Exercise -> Gather all lines in the data that hold the string "finish".

Records for the exercise ->
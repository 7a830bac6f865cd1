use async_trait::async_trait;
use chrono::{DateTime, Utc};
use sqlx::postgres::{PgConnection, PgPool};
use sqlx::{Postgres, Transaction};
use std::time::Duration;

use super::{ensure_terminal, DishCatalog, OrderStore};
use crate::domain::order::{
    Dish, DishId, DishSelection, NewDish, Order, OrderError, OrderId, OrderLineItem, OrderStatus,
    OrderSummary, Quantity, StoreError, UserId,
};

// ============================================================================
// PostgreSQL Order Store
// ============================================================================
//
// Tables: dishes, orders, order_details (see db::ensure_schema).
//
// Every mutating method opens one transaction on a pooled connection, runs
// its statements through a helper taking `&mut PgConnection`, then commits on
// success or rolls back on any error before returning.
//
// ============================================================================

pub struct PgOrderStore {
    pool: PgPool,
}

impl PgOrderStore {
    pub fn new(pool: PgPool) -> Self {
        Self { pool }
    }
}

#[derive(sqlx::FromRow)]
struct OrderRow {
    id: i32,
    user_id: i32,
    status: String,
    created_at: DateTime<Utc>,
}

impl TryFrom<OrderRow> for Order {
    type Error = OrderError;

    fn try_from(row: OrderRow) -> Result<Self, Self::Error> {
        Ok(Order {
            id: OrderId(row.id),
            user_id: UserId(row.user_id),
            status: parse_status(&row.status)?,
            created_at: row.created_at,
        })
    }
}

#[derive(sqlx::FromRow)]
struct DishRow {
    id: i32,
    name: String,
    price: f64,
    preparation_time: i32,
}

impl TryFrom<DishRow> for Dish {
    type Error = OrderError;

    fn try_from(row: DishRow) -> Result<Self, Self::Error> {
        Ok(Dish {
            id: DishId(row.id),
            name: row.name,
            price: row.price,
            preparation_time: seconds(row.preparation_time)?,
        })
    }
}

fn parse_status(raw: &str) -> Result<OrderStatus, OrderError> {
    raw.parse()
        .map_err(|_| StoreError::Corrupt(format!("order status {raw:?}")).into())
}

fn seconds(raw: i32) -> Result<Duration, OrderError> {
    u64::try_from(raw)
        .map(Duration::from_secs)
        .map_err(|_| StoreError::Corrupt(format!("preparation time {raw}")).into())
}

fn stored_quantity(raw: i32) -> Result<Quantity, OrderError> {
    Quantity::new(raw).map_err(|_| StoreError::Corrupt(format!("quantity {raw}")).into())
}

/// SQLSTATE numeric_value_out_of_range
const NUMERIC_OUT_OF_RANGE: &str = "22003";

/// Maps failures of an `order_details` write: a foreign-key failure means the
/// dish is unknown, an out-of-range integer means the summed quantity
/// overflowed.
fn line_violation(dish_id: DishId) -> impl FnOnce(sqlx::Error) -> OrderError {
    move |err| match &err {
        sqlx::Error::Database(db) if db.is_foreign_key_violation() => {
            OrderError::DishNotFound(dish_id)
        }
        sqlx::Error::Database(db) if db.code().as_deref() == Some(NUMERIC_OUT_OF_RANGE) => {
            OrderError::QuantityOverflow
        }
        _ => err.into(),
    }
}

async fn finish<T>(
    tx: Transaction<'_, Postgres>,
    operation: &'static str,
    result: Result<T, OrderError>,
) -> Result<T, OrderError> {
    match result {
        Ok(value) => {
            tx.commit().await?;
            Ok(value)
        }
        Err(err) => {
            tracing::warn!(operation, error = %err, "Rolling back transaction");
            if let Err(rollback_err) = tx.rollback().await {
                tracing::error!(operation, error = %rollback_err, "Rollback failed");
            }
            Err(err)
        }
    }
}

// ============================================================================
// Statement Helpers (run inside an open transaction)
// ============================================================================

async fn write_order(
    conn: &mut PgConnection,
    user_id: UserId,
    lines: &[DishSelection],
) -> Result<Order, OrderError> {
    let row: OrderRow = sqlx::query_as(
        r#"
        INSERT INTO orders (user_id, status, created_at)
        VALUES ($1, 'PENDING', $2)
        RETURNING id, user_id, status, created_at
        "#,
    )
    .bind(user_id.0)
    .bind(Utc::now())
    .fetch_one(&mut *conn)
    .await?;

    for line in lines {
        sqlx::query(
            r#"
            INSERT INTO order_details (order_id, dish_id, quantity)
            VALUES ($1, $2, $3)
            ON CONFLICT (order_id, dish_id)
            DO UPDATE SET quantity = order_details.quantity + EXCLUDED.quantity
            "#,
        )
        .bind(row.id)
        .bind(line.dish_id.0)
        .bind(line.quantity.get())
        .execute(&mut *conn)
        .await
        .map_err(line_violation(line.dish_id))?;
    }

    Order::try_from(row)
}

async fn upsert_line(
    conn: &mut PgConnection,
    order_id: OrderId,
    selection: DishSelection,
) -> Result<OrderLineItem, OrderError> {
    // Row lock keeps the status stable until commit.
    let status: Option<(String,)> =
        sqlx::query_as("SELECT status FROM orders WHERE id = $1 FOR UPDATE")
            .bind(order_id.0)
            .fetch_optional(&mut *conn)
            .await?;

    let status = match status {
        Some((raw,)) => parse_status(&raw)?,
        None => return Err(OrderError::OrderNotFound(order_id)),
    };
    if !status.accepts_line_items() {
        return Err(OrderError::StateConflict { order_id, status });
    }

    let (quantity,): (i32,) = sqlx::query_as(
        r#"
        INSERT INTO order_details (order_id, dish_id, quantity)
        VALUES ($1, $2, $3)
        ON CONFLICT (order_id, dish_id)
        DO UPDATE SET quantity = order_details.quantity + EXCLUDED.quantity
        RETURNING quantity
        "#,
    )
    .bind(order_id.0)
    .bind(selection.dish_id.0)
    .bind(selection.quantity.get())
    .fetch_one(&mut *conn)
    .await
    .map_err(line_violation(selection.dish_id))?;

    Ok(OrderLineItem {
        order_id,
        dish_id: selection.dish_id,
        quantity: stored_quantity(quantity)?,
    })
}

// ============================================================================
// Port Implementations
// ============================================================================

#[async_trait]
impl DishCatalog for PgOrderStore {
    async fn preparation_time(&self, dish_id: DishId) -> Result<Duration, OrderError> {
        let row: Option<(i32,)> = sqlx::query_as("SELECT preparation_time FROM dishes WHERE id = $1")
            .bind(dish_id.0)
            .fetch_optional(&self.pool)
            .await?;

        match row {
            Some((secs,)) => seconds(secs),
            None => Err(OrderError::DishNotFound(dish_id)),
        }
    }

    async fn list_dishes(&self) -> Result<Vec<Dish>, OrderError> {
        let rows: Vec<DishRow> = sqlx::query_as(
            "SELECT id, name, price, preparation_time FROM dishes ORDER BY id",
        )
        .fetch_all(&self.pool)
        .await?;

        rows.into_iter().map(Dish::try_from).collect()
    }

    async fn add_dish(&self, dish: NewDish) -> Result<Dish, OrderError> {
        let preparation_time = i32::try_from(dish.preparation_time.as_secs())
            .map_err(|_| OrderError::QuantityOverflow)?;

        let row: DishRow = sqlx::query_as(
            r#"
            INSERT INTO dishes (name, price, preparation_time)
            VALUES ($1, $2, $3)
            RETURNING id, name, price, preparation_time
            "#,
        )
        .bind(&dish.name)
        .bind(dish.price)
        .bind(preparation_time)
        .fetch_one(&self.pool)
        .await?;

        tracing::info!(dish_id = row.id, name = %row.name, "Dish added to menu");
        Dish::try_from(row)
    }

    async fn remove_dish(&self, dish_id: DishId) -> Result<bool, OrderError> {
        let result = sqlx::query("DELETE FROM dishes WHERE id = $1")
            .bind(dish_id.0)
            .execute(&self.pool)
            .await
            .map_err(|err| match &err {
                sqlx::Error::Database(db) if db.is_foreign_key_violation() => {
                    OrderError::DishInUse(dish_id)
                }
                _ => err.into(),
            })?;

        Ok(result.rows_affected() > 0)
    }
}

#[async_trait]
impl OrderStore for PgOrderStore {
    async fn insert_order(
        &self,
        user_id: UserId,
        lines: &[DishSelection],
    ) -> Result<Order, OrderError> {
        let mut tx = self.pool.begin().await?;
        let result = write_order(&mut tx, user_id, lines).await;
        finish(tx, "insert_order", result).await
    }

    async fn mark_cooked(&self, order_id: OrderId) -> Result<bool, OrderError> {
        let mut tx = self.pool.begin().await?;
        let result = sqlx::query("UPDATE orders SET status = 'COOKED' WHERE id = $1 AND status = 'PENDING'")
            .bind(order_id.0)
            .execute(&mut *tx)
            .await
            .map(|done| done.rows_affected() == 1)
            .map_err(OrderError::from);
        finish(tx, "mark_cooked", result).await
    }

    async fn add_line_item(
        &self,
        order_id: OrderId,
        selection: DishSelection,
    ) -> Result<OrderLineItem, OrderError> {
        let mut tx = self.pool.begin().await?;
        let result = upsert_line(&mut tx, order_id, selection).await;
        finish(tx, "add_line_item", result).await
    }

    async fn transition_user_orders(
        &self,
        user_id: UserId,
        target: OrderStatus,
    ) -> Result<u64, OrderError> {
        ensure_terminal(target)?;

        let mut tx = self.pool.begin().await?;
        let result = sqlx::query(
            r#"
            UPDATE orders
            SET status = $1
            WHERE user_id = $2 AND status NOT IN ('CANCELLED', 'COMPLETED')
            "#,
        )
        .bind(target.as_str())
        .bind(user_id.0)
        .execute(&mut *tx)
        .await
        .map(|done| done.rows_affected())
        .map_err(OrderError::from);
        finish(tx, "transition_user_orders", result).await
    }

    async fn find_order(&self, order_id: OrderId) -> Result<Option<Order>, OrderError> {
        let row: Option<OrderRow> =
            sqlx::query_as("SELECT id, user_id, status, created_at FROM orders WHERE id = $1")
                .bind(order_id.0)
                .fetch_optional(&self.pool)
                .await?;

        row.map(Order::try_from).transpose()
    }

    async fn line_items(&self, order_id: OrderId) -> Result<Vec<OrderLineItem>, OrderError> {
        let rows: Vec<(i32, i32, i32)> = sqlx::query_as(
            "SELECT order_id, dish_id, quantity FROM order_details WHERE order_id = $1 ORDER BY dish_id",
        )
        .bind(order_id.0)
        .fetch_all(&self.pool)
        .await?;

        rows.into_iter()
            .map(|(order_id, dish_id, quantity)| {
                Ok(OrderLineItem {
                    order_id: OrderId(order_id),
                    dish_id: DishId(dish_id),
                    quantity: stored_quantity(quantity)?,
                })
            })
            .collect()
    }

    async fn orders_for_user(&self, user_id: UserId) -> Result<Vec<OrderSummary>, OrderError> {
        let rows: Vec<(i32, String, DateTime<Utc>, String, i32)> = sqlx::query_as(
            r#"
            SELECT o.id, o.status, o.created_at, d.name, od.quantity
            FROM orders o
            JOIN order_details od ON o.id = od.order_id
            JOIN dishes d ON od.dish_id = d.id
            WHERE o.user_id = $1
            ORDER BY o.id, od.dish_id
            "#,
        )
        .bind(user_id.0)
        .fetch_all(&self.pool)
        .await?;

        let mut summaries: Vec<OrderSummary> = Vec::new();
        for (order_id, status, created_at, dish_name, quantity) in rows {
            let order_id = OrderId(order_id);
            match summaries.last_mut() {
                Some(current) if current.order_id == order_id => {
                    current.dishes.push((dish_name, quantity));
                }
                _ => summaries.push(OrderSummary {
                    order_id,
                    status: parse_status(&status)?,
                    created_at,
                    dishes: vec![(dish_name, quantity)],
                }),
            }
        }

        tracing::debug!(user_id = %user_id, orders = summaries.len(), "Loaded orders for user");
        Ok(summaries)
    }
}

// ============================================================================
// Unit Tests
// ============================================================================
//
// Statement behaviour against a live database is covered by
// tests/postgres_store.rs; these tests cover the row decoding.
...
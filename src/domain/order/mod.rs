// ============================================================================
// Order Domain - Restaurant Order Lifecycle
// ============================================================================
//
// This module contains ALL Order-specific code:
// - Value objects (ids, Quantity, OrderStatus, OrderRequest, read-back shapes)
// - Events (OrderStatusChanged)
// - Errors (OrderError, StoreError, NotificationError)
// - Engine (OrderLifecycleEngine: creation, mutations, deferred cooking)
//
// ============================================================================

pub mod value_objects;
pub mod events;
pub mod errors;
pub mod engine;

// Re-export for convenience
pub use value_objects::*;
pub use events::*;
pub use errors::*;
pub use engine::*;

Exercise result ->
async fn finish<T>(
        finish(tx, "insert_order", result).await
        finish(tx, "mark_cooked", result).await
        finish(tx, "add_line_item", result).await
        finish(tx, "transition_user_orders", result).await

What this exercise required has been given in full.